Directions for this task:
Repeat the records below in their entirety, exactly.

*** Input Section Begins ***

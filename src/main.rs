//! Ledger Engine CLI
//!
//! Replays account and loan commands from a CSV file.
//!
//! # Usage
//!
//! ```bash
//! cargo run -- commands.csv > accounts.csv
//! cargo run -- --strategy async --batch-size 2000 commands.csv > accounts.csv
//! LEDGER_DAILY_LIMIT=50000 cargo run -- commands.csv > accounts.csv
//! RUST_LOG=ledger_engine=debug cargo run -- commands.csv > accounts.csv
//! ```
//!
//! Final account states go to stdout; logs go to stderr.
//!
//! # Exit Codes
//!
//! - 0: Success
//! - 1: Error (missing arguments, file not found, file not readable, etc.)

use ledger_engine::cli;
use ledger_engine::strategy;
use std::process;
use tracing_subscriber::EnvFilter;

fn main() {
    tracing_subscriber::fmt()
        .with_env_filter(
            EnvFilter::try_from_default_env().unwrap_or_else(|_| EnvFilter::new("warn")),
        )
        .with_writer(std::io::stderr)
        .init();

    let args = cli::parse_args();

    let batch = if matches!(args.strategy, cli::StrategyType::Async) {
        Some(args.to_batch_config())
    } else {
        None
    };
    let strategy = strategy::create_strategy(args.strategy.clone(), batch, args.to_engine_config());

    let mut output = std::io::stdout();
    if let Err(e) = strategy.process(&args.input_file, &mut output) {
        eprintln!("Error: {}", e);
        process::exit(1);
    }
}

*** Input Section Ends ***

Answer box:
filename src/main.rs
//! Ledger Engine CLI
//!
//! Replays account and loan commands from a CSV file.
//!
//! # Usage
//!
//! ```bash
//! cargo run -- commands.csv > accounts.csv
//! cargo run -- --strategy async --batch-size 2000 commands.csv > accounts.csv
//! LEDGER_DAILY_LIMIT=50000 cargo run -- commands.csv > accounts.csv
//! RUST_LOG=ledger_engine=debug cargo run -- commands.csv > accounts.csv
//! ```
//!
//! Final account states go to stdout; logs go to stderr.
//!
//! # Exit Codes
//!
//! - 0: Success
//! - 1: Error (missing arguments, file not found, file not readable, etc.)

use ledger_engine::cli;
use ledger_engine::strategy;
use std::process;
use tracing_subscriber::EnvFilter;

fn main() {
    tracing_subscriber::fmt()
        .with_env_filter(
            EnvFilter::try_from_default_env().unwrap_or_else(|_| EnvFilter::new("warn")),
        )
        .with_writer(std::io::stderr)
        .init();

    let args = cli::parse_args();

    let batch = if matches!(args.strategy, cli::StrategyType::Async) {
        Some(args.to_batch_config())
    } else {
        None
    };
    let strategy = strategy::create_strategy(args.strategy.clone(), batch, args.to_engine_config());

    let mut output = std::io::stdout();
    if let Err(e) = strategy.process(&args.input_file, &mut output) {
        eprintln!("Error: {}", e);
        process::exit(1);
    }
}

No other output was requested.